Description
Mahler: Symphony No. 6 - Lucerne Festival Orchestra & Claudio Abbado / A Performance at Lucerne Festival in Summer 2006 / Recorded live at the Concert Hall of the Culture and Convention Centre Lucerne, 10 August 2006 / Blu-Ray
Format: NTSC
Run time: 89 Minutes
UPC: 880242556448
- Aspect Ratio : 1.78:1
- MPAA rating : Unrated (Not Rated)
- Product Dimensions : 0.39 x 5.31 x 6.77 inches; 3.53 Ounces
- Director : Michael Bayer
- Media Format : NTSC, Multiple Formats, Blu-ray, Widescreen, Classical, Surround Sound
- Run time : 1 hour and 29 minutes
- Release date : September 28, 2010
- Actors : Lucerne Festival Orchestra, Claudio Abbado
- Subtitles: : German, English, French, Spanish, Italian
- Studio : EuroArts
- Number of discs : 1
Mahler's Sixth Symphony is a great way to see the benefits of Blu-ray technology. The crystal-clear picture and enhanced sound are best shown off by a work like this. You'll hear sounds you never heard, coming from each speaker. I started to point out how well you can hear individual instruments that Mahler's 6th allows "cameo solos," like the xylophone, tuba, timpani, harps, cymbals, French horn, and of course the cowbells and giant wooden block and hammer. But then I noticed that all the horns and strings and woodwinds seemed to be getting cameos too. This is such an unusual work that each instrument seems to get a chance to shine, and the Blu-ray technology enabled this beautifully.
Be sure your neighbors are away if you turn up the volume. Not only will you hear the distant cowbells, but the drums will threaten to shake the walls and floors. My two little fox terriers left the room with their tails down--and they usually like Mahler!
Don't let the subtitle "Tragic" make you think less of this Mahler symphony. Many Mahler enthusiasts agree that it is "tragic" only in the sense that, despite all our successes, sufferings and trials in life, mortality will claim us in the end.

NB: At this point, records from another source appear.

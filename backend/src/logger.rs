use std::fs::OpenOptions;
use std::io::Write;
use std::path::PathBuf;
use std::sync::{Mutex, OnceLock};
use std::time::Duration;

use tracing_subscriber::EnvFilter;

/// Log levels representing increasing verbosity.
///
/// Setting a level enables that level and all less verbose levels below it:
///
/// - **Silent (0)**: No logging output
/// - **Error (1)**: Only error messages
/// - **Warn (2)**: Warning and error messages
/// - **Info (3)**: Informational, warning, and error messages (default)
/// - **Debug (4)**: All messages including debug output
///
/// The level can be set via the `LOG_LEVEL` environment variable or at runtime
/// using `set_log_level()`.
#[derive(Debug, Clone, Copy, PartialEq, Eq, PartialOrd, Ord)]
pub enum Level {
    Silent = 0,
    Error = 1,
    Warn = 2,
    Info = 3,
    Debug = 4,
}

impl Level {
    /// Parse a log level from a string (case insensitive)
    ///
    /// Valid values: "silent", "error", "warn", "info", "debug"
    pub fn parse(s: &str) -> Option<Self> {
        match s.trim().to_lowercase().as_str() {
            "silent" => Some(Level::Silent),
            "error" => Some(Level::Error),
            "warn" => Some(Level::Warn),
            "info" => Some(Level::Info),
            "debug" => Some(Level::Debug),
            _ => None,
        }
    }

    pub fn as_str(&self) -> &'static str {
        match self {
            Level::Silent => "Silent",
            Level::Error => "Error",
            Level::Warn => "Warn",
            Level::Info => "Info",
            Level::Debug => "Debug",
        }
    }

    fn as_filter(&self) -> &'static str {
        match self {
            Level::Silent => "off",
            Level::Error => "error",
            Level::Warn => "warn",
            Level::Info => "info",
            Level::Debug => "debug",
        }
    }
}

pub struct Logger {
    log_file: Option<PathBuf>,
    level: Mutex<Level>,
}

impl Logger {
    /// Read `LOG_LEVEL` and `SCRIPTURE_LOG_FILE` from the environment.
    pub fn from_env() -> Self {
        let level = std::env::var("LOG_LEVEL")
            .ok()
            .and_then(|v| Level::parse(&v))
            .unwrap_or(Level::Info);

        let log_file = std::env::var("SCRIPTURE_LOG_FILE")
            .ok()
            .filter(|v| !v.trim().is_empty())
            .map(PathBuf::from);

        Logger {
            log_file,
            level: Mutex::new(level),
        }
    }

    /// Install the global tracing subscriber. `RUST_LOG` wins over `LOG_LEVEL`.
    pub fn init_tracing(level: Level) -> Result<(), Box<dyn std::error::Error>> {
        let env_filter = EnvFilter::try_from_default_env()
            .unwrap_or_else(|_| EnvFilter::new(level.as_filter()));

        let subscriber = tracing_subscriber::fmt()
            .with_env_filter(env_filter)
            .with_target(false)
            .with_writer(std::io::stderr)
            .finish();

        tracing::subscriber::set_global_default(subscriber)?;

        Ok(())
    }

    fn enabled(&self, at: Level) -> bool {
        self.level.lock().map(|l| *l >= at).unwrap_or(true)
    }

    fn write_to_file(&self, message: &str) -> std::io::Result<()> {
        let Some(path) = &self.log_file else {
            return Ok(());
        };

        let mut file = OpenOptions::new().create(true).append(true).open(path)?;

        let timestamp = chrono::Utc::now().format("%Y-%m-%d %H:%M:%S%.3fZ");
        writeln!(file, "[{}] {}", timestamp, message)
    }

    fn log(&self, at: Level, msg: &str) {
        if !self.enabled(at) {
            return;
        }

        match at {
            Level::Debug => tracing::debug!("{}", msg),
            Level::Info => tracing::info!("{}", msg),
            Level::Warn => tracing::warn!("{}", msg),
            Level::Error => tracing::error!("{}", msg),
            Level::Silent => return,
        }

        let formatted_msg = format!("{}: {}", at.as_str().to_uppercase(), msg);
        if let Err(e) = self.write_to_file(&formatted_msg) {
            eprintln!("Failed to write to log file: {}", e);
        }
    }

    pub fn get_level(&self) -> Level {
        self.level.lock().map(|l| *l).unwrap_or(Level::Info)
    }

    pub fn set_level(&self, new_level: Level) {
        if let Ok(mut level) = self.level.lock() {
            *level = new_level;
        }
    }
}

static LOGGER: OnceLock<Logger> = OnceLock::new();
static TRACING_INITIALIZED: OnceLock<()> = OnceLock::new();

fn logger() -> &'static Logger {
    LOGGER.get_or_init(Logger::from_env)
}

fn with_logger<F, R>(f: F) -> R
where
    F: FnOnce(&Logger) -> R,
{
    let logger = logger();

    TRACING_INITIALIZED.get_or_init(|| {
        if let Err(e) = Logger::init_tracing(logger.get_level()) {
            eprintln!("Failed to initialize tracing: {}", e);
        }
    });

    f(logger)
}

/// Initialize logging eagerly, e.g. at the start of `main`.
///
/// The tracing filter follows the level in effect at this point, so call
/// `set_log_level()` before it to override `LOG_LEVEL`.
pub fn init() {
    with_logger(|_| ());
}

pub fn info(msg: &str) {
    with_logger(|logger| logger.log(Level::Info, msg));
}

pub fn warn(msg: &str) {
    with_logger(|logger| logger.log(Level::Warn, msg));
}

pub fn error(msg: &str) {
    with_logger(|logger| logger.log(Level::Error, msg));
}

pub fn debug(msg: &str) {
    with_logger(|logger| logger.log(Level::Debug, msg));
}

pub fn set_log_level(level: Level) {
    logger().set_level(level);
}

/// Set the log level from a string (case insensitive).
///
/// Returns false if the string is not a valid level.
pub fn set_log_level_str(level_str: &str) -> bool {
    match Level::parse(level_str) {
        Some(level) => {
            set_log_level(level);
            true
        }
        None => false,
    }
}

/// Format a duration as `HH:MM:SS`
pub fn format_duration(duration: Duration) -> String {
    let total_secs = duration.as_secs();
    let hours = total_secs / 3600;
    let minutes = (total_secs % 3600) / 60;
    let seconds = total_secs % 60;

    format!("{:02}:{:02}:{:02}", hours, minutes, seconds)
}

Abbado and the Lucerne Festival Orchestra do it again, turning in the best performance of Mahler's Sixth since Leonard Bernstein did it decades ago. For those familiar with Mahler's Sixth, yes, this includes two devastating hammerblows with a large wooden mallet and a resonating wooden box--finally these are hammerblows approaching the huge mallet used by Leonard Bernstein. I could rave on about how clearly you can see and hear each instrument as it plays its part in this giant symphony, but you can see it for yourself. The editors and photographers have done their work well in directing us to each performer as his instrument carries the theme.
You don't need my word for it. Watch it, and you'll see the delight in the faces of the timpanist, Raymond Curfs or flautist, Jacques Zoon. Their joy at participating in such a magnificent work is not something they can hide.
Again, the Blu-ray Mahler's sixth seems to help each instrument have its moment in the spotlight. It's like having dozens of brilliant solo instruments telling a story in their own words, in concert. That's what a "symphony" is all about, and no one does it better than Gustav Mahler!